> _Exercise description_
Present each line of the entries below that holds the word "InternalAuthMiddleware".
══ Provided data ══
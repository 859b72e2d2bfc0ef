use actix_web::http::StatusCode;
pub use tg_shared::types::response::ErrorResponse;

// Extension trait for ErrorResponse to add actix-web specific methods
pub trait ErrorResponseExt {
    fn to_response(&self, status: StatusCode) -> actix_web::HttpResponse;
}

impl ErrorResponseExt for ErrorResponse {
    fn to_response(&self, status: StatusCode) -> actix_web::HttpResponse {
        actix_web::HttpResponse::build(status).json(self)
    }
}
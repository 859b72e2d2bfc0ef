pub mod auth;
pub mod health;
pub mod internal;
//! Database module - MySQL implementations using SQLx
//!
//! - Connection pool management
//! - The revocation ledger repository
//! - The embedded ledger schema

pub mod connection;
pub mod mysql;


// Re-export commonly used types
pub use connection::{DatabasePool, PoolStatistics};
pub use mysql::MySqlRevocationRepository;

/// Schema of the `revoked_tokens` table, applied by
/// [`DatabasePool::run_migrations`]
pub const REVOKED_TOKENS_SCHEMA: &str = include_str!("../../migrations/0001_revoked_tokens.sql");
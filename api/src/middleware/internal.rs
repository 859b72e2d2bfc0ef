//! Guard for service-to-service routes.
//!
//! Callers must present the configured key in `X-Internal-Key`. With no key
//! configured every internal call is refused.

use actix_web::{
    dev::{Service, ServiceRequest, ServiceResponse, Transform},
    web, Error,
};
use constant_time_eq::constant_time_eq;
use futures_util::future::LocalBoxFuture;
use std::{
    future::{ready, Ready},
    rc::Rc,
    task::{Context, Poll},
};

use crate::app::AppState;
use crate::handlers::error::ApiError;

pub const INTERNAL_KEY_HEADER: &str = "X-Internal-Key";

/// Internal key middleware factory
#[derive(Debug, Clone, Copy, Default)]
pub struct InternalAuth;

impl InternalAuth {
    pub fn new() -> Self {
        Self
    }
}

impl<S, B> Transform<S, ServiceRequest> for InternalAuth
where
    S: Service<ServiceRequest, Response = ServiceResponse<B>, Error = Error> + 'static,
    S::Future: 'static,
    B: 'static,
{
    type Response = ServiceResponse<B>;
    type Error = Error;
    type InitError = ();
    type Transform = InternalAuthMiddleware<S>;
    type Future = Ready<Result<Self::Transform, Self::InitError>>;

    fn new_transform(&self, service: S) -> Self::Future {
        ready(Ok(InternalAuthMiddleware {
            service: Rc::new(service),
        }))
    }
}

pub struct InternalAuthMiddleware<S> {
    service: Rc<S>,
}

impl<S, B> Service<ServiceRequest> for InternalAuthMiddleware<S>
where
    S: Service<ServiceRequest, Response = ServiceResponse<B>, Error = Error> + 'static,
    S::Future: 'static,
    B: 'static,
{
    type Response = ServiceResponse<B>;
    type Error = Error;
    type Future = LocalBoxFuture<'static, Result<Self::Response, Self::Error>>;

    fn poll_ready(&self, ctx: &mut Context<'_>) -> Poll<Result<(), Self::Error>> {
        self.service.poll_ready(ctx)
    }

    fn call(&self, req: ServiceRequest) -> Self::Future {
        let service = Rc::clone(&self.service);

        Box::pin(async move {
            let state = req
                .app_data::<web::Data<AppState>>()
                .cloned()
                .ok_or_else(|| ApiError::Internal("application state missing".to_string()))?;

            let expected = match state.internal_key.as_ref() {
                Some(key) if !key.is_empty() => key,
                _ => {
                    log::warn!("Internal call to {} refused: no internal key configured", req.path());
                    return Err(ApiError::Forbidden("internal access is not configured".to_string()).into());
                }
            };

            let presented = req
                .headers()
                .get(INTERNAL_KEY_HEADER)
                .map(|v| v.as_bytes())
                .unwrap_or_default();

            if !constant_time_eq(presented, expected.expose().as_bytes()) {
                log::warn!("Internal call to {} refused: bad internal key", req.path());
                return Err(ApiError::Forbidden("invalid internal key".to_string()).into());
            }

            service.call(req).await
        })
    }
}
═══
> _Answer to the problem_
    type Transform = InternalAuthMiddleware<S>;
        ready(Ok(InternalAuthMiddleware {
pub struct InternalAuthMiddleware<S> {
impl<S, B> Service<ServiceRequest> for InternalAuthMiddleware<S>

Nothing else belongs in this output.